After being diagnosed with MND some people are forced into retirement as the disease no longer allows them to continue to work. However some people can continue to work and want to continue working. One of the most worrying things when diagnosed is thinking about how we will cope financially. There are sources of help when you are either looking for help to continue working or wanting to find out about what benefits are available.
HELP IN THE WORKPLACE
Employers must make reasonable adjustments to make sure that workers with disabilities, physical or mental health conditions are not significantly disadvantaged when doing their jobs. This applies to all workers and includes apprentices, trainees, contract workers and business partners. Some examples of reasonable adjustments are making physical changes to the workplace such as installing a ramp for a wheelchair user or installing an audio-visual fire alarm for a deaf person. Other examples are changing equipment such as providing a special keyboard for anyone with problems with their hands and allowing employees who become disabled to have a phased returned to work including flexible hours or part time working. You can get advice on reasonable adjustments from the Disability Employment adviser at your local Jobcentre Plus office.
ACCESS TO WORK
You can apply for access to work if you need extra help. Access to work is devised to help you get work or stay in work if you have a physical or mental health condition or disability. The support you get will depend on your individual needs. Through access to work you can, for example, apply for financial grants to pay for practical support with your work, get money to pay for communication support at job interviews and receive support managing your mental health at work. Examples of grants that you can get are to help with things like adaptation to your vehicle so that you can get to work, taxi fares or a support worker if you cannot use public transport or BSL interpreters lip readers. Your workplace includes your home if you work from there some or all the time. Earnings are not considered and if you get access to work grants it won’t affect any other benefits you get and you will not have to pay it back. You or your employer may need to pay upfront for some things and claim them back later.

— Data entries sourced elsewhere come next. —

use anyhow::{bail, Result};
use config::{Config, Environment};
use serde::Deserialize;
use std::time::Duration;

use crate::workers::WorkerSettings;

// ============================================================================
// Service Configuration
// ============================================================================
//
// Read from ORDERS_* environment variables on top of local defaults, e.g.
//
//   ORDERS_STORE_BACKEND=memory ORDERS_QUEUE_BACKEND=memory cargo run
//
// ============================================================================

#[derive(Debug, Clone, Copy, PartialEq, Eq, Deserialize)]
#[serde(rename_all = "lowercase")]
pub enum StoreBackend {
    Scylla,
    Memory,
}

#[derive(Debug, Clone, Copy, PartialEq, Eq, Deserialize)]
#[serde(rename_all = "lowercase")]
pub enum QueueBackend {
    Redpanda,
    Memory,
}

#[derive(Debug, Clone, Deserialize)]
pub struct AppConfig {
    pub http_host: String,
    pub http_port: u16,

    pub store_backend: StoreBackend,
    /// Comma separated host:port list
    pub scylla_nodes: String,
    pub keyspace: String,
    pub orders_table: String,

    pub queue_backend: QueueBackend,
    pub brokers: String,
    pub consumer_group: String,
    pub pending_order_queue: String,
    pub outbound_order_queue: String,
    pub preparation_event_queue: String,
    /// Messages that can never be processed are parked here
    pub dead_letter_queue: String,
    pub publish_timeout_ms: u64,
    pub worker_batch_size: usize,
    pub worker_retry_backoff_ms: u64,
    pub worker_max_retry_backoff_ms: u64,
}

impl AppConfig {
    pub fn load() -> Result<Self> {
        Self::from_source(Environment::with_prefix("ORDERS").try_parsing(true))
    }

    fn from_source(env: Environment) -> Result<Self> {
        let config: AppConfig = Config::builder()
            .set_default("http_host", "0.0.0.0")?
            .set_default("http_port", 8080)?
            .set_default("store_backend", "scylla")?
            .set_default("scylla_nodes", "127.0.0.1:9042")?
            .set_default("keyspace", "orders_ks")?
            .set_default("orders_table", "orders")?
            .set_default("queue_backend", "redpanda")?
            .set_default("brokers", "127.0.0.1:9092")?
            .set_default("consumer_group", "order-service")?
            .set_default("pending_order_queue", "pending-orders")?
            .set_default("outbound_order_queue", "orders-to-send")?
            .set_default("preparation_event_queue", "prepared-orders")?
            .set_default("dead_letter_queue", "orders-dead-letter")?
            .set_default("publish_timeout_ms", 5000)?
            .set_default("worker_batch_size", 10)?
            .set_default("worker_retry_backoff_ms", 100)?
            .set_default("worker_max_retry_backoff_ms", 5000)?
            .add_source(env)
            .build()?
            .try_deserialize()?;

        config.validate()?;
        Ok(config)
    }

    pub fn validate(&self) -> Result<()> {
        for (name, value) in [("keyspace", &self.keyspace), ("orders_table", &self.orders_table)] {
            if !is_cql_identifier(value) {
                bail!("{} must be a plain CQL identifier, got {:?}", name, value);
            }
        }

        for (name, value) in [
            ("pending_order_queue", &self.pending_order_queue),
            ("outbound_order_queue", &self.outbound_order_queue),
            ("preparation_event_queue", &self.preparation_event_queue),
            ("dead_letter_queue", &self.dead_letter_queue),
        ] {
            if value.trim().is_empty() {
                bail!("{} must not be empty", name);
            }
        }

        if self.worker_batch_size == 0 {
            bail!("worker_batch_size must be at least 1");
        }

        if self.worker_retry_backoff_ms > self.worker_max_retry_backoff_ms {
            bail!(
                "worker_retry_backoff_ms ({}) exceeds worker_max_retry_backoff_ms ({})",
                self.worker_retry_backoff_ms,
                self.worker_max_retry_backoff_ms
            );
        }

        Ok(())
    }

    pub fn scylla_nodes(&self) -> Vec<String> {
        self.scylla_nodes
            .split(',')
            .map(str::trim)
            .filter(|node| !node.is_empty())
            .map(String::from)
            .collect()
    }

    pub fn publish_timeout(&self) -> Duration {
        Duration::from_millis(self.publish_timeout_ms)
    }

    pub fn worker_settings(&self) -> WorkerSettings {
        WorkerSettings {
            batch_size: self.worker_batch_size,
            dead_letter_queue: self.dead_letter_queue.clone(),
            retry_backoff: Duration::from_millis(self.worker_retry_backoff_ms),
            max_retry_backoff: Duration::from_millis(self.worker_max_retry_backoff_ms),
        }
    }
}

/// Table and keyspace names are spliced into CQL text, so only plain
/// identifiers are accepted.
fn is_cql_identifier(name: &str) -> bool {
    let mut chars = name.chars();
    matches!(chars.next(), Some(c) if c.is_ascii_alphabetic())
        && chars.all(|c| c.is_ascii_alphanumeric() || c == '_')
        && name.len() <= 48
}

#[cfg(test)]
mod tests {
    use super::*;
    use std::collections::HashMap;

    fn load_with(vars: &[(&str, &str)]) -> Result<AppConfig> {
        let source: HashMap<String, String> = vars
            .iter()
            .map(|(k, v)| (k.to_string(), v.to_string()))
            .collect();

        AppConfig::from_source(
            Environment::with_prefix("ORDERS")
                .try_parsing(true)
                .source(Some(source)),
        )
    }

    #[test]
    fn test_defaults() {
        let config = load_with(&[]).unwrap();

        assert_eq!(config.http_port, 8080);
        assert_eq!(config.store_backend, StoreBackend::Scylla);
        assert_eq!(config.queue_backend, QueueBackend::Redpanda);
        assert_eq!(config.pending_order_queue, "pending-orders");
        assert_eq!(config.outbound_order_queue, "orders-to-send");
        assert_eq!(config.preparation_event_queue, "prepared-orders");
        assert_eq!(config.publish_timeout(), Duration::from_secs(5));

        let settings = config.worker_settings();
        assert_eq!(settings.dead_letter_queue, "orders-dead-letter");
        assert_eq!(settings.retry_backoff, Duration::from_millis(100));
        assert_eq!(settings.max_retry_backoff, Duration::from_secs(5));
    }

    #[test]
    fn test_dead_letter_queue_override() {
        let config = load_with(&[("ORDERS_DEAD_LETTER_QUEUE", "parked-orders")]).unwrap();
        assert_eq!(config.worker_settings().dead_letter_queue, "parked-orders");
    }

    #[test]
    fn test_rejects_backoff_above_cap() {
        let result = load_with(&[
            ("ORDERS_WORKER_RETRY_BACKOFF_MS", "10000"),
            ("ORDERS_WORKER_MAX_RETRY_BACKOFF_MS", "5000"),
        ]);
        assert!(result.is_err());
    }

    #[test]
    fn test_environment_overrides() {
        let config = load_with(&[
            ("ORDERS_STORE_BACKEND", "memory"),
            ("ORDERS_QUEUE_BACKEND", "memory"),
            ("ORDERS_HTTP_PORT", "9000"),
            ("ORDERS_ORDERS_TABLE", "pizza_orders"),
        ])
        .unwrap();

        assert_eq!(config.store_backend, StoreBackend::Memory);
        assert_eq!(config.queue_backend, QueueBackend::Memory);
        assert_eq!(config.http_port, 9000);
        assert_eq!(config.orders_table, "pizza_orders");
    }

    #[test]
    fn test_rejects_unsafe_table_name() {
        let result = load_with(&[("ORDERS_ORDERS_TABLE", "orders; DROP TABLE x")]);
        assert!(result.is_err());
    }

    #[test]
    fn test_rejects_zero_batch_size() {
        let result = load_with(&[("ORDERS_WORKER_BATCH_SIZE", "0")]);
        assert!(result.is_err());
    }

    #[test]
    fn test_scylla_node_list() {
        let config = load_with(&[("ORDERS_SCYLLA_NODES", "10.0.0.1:9042, 10.0.0.2:9042,")]).unwrap();
        assert_eq!(config.scylla_nodes(), vec!["10.0.0.1:9042", "10.0.0.2:9042"]);
    }

    #[test]
    fn test_cql_identifier() {
        assert!(is_cql_identifier("orders"));
        assert!(is_cql_identifier("orders_2024"));
        assert!(!is_cql_identifier("2orders"));
        assert!(!is_cql_identifier("orders-table"));
        assert!(!is_cql_identifier(""));
    }
}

To access this type of support you need to have a physical or mental health condition or disability that means you need to support either to do your job or to get to and from work. You need to be 16 or over and be in paid work or need be about to start or return to paid work within the next 12 weeks and you need to live and work in England Scotland or Wales. There is a different system in Northern Ireland. There are different eligibility criteria if you need communication support for a job interview. This applies to people with disabilities, illnesses or health conditions that mean you need to support you to do your job please see the link below for examples. You need to have a paid job or to be about to start a return to one, it can be full time or part time please see the link below for some things are included. You cannot get access to work for voluntary work. You can get access to work alongside benefits if you work for more than one hour per week. You can get assets to work and ESA at the same time if you work less than 16 hours a week. There are rules about working whilst claiming ESA and you can ask your work coach for advice and support. If you’re not sure that you’re eligible you can call the Access to Work helpline.
Telephone number 0800 121 7479
The MND association offers some good advice and benefits that you can apply for, including Universal Credit and disability benefits, such as Personal Independence Payments (PIP) Attendance Allowance and Carers Allowance.
MND Benefits Advice
Telephone number 0808 801 0620
Universal Credit is a payment to help with your living costs. It’s paid monthly – or twice a month for some people in Scotland. You may be able to get it if you’re on a low income, out of work or you cannot work.
To get PIP you must find it hard to do everyday tasks or get around because of a physical or mental condition. You must have found these things hard for 3 months and expect them to continue to be hard for another 9 months. With terminal illnesses such as MND there are different rules and processes. you’re already getting PIP, it will continue when you reach State Pension age.
Attendance Allowance is available if you are state pension age. It is used for help with extra costs if you have a disability severe enough that you need someone to help look after you.
Carer’s Allowance is a benefit for people who are giving regular and substantial care to disabled people. Carer’s Allowance is a taxable benefit and forms part of your taxable income.